▶ _BRIEF_:
How many lines of the data include the string "failed"? State that number alone.

▶ _Saved data entries_:
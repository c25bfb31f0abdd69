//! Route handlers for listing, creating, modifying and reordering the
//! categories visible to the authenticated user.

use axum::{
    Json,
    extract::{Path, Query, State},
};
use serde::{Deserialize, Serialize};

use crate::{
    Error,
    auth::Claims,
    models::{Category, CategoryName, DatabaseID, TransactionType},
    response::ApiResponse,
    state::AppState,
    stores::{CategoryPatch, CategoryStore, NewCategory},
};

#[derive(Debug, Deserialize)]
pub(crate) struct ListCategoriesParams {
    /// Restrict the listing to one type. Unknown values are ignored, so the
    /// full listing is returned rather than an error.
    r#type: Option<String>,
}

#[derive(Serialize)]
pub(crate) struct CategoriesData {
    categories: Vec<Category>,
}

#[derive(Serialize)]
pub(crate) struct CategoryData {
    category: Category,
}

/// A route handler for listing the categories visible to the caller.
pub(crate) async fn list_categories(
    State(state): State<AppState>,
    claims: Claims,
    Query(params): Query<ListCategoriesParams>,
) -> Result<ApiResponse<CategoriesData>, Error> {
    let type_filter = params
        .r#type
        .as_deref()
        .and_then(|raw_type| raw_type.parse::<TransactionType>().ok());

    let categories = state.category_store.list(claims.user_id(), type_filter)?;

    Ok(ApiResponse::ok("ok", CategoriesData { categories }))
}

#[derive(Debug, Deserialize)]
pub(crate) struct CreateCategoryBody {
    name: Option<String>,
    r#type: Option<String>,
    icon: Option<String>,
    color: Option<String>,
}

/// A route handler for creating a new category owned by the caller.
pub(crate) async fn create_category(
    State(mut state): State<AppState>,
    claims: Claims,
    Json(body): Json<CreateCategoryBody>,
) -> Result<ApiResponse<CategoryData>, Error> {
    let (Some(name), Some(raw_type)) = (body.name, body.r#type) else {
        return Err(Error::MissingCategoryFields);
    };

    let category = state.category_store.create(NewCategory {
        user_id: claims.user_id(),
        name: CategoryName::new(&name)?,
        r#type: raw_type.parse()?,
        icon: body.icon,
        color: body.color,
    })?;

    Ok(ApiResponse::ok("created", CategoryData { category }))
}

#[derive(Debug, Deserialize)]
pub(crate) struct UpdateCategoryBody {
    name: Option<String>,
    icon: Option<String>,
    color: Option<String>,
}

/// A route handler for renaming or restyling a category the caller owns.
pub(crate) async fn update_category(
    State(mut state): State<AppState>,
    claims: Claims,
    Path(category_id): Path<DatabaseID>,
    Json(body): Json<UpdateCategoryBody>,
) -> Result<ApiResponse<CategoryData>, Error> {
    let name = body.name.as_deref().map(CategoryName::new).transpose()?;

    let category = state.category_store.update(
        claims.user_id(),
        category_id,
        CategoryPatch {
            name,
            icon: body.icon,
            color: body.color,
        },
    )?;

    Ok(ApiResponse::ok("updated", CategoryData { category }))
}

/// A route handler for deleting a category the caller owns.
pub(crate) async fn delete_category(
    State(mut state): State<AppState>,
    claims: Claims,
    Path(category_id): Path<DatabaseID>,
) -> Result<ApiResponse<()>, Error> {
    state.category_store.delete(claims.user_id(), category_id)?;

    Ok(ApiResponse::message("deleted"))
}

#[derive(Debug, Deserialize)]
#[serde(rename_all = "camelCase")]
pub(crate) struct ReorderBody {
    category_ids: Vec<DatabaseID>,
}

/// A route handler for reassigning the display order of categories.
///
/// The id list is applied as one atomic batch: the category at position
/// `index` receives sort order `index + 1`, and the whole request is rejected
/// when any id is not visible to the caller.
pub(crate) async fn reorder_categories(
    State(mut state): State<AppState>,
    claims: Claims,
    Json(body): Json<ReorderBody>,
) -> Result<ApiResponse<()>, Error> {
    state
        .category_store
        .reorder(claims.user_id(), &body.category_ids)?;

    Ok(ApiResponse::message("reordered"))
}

==

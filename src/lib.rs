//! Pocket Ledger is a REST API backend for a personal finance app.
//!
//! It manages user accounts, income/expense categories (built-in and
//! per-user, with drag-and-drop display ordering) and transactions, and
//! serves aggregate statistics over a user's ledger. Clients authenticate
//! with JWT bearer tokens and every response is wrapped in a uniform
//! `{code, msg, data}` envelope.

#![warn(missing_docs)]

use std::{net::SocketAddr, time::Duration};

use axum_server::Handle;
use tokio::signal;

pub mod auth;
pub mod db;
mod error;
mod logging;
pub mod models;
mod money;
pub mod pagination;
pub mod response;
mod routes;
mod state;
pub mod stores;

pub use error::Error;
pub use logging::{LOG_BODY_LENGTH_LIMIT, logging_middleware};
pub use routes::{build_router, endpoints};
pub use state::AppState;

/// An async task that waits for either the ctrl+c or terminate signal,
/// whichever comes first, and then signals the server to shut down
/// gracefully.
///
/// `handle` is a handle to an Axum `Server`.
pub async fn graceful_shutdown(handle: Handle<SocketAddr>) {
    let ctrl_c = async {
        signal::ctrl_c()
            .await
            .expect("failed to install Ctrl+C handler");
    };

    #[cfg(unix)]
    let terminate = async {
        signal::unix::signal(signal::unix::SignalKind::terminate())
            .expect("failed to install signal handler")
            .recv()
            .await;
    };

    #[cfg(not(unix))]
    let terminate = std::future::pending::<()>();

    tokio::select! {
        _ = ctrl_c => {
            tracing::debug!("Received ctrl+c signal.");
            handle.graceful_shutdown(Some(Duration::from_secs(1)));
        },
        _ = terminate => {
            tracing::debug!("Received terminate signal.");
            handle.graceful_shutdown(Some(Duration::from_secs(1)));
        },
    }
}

▶ _OUTPUT BELOW_:
2